■ Try it:
Among the entries below, find the lines that hold the word "AtomicBool" and report them.

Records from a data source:
--- START ---

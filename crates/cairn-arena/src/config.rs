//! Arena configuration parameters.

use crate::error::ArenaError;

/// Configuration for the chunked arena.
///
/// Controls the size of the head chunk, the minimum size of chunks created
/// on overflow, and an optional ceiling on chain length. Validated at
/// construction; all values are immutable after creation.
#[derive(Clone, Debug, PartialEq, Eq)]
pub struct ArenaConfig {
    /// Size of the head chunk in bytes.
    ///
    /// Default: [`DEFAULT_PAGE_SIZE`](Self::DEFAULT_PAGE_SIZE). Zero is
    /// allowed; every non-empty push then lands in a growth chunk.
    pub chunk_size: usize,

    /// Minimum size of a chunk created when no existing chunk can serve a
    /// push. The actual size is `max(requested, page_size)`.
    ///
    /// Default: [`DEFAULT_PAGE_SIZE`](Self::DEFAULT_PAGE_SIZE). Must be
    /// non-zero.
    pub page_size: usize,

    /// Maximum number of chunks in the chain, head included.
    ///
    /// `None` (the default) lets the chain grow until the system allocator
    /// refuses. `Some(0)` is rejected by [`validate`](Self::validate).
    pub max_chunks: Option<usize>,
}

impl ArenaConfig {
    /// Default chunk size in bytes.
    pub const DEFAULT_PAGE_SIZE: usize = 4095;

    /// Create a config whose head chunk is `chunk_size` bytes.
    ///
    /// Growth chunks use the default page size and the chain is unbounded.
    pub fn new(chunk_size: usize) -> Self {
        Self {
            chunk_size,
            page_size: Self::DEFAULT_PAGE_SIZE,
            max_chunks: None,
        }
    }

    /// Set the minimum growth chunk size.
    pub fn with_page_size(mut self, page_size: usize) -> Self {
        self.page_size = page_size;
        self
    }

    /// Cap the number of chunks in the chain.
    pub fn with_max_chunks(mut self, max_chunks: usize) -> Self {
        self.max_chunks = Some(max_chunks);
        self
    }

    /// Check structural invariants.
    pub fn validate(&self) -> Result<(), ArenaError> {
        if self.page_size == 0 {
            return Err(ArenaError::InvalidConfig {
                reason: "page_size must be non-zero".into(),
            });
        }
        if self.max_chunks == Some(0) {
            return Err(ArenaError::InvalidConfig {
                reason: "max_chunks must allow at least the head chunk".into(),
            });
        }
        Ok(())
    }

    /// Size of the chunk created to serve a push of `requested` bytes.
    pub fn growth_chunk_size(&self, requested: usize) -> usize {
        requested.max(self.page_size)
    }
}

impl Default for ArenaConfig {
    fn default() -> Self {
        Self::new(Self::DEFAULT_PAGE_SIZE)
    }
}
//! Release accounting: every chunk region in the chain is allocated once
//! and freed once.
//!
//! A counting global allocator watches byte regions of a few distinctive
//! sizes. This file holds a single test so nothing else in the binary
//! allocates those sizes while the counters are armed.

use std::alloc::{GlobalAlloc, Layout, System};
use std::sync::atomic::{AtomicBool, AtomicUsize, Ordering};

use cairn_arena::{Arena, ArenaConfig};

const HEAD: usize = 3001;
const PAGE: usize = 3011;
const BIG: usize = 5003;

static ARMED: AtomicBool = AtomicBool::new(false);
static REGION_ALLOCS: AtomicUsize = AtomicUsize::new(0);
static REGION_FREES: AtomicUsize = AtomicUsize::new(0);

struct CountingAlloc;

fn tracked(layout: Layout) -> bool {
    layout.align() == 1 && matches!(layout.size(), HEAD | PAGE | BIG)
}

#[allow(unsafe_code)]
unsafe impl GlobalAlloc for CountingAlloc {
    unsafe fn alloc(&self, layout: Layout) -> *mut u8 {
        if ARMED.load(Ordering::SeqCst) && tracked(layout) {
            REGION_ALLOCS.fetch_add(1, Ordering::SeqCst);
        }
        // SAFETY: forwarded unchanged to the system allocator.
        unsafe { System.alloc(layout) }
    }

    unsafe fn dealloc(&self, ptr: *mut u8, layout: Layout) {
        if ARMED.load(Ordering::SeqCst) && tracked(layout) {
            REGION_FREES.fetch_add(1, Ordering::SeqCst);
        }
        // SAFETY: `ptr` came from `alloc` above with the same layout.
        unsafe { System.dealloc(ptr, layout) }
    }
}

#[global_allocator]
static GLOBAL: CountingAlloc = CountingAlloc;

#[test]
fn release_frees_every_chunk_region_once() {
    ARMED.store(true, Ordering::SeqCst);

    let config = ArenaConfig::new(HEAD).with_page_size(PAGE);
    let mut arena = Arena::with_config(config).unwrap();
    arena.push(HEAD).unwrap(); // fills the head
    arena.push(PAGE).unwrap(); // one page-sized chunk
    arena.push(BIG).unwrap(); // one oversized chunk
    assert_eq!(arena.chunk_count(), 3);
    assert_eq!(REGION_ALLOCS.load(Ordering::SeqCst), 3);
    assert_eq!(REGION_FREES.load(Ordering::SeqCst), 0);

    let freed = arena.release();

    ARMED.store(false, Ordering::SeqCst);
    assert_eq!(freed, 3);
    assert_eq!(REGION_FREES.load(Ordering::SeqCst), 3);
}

--- END ---

■ Solution below:
use std::sync::atomic::{AtomicBool, AtomicUsize, Ordering};
static ARMED: AtomicBool = AtomicBool::new(false);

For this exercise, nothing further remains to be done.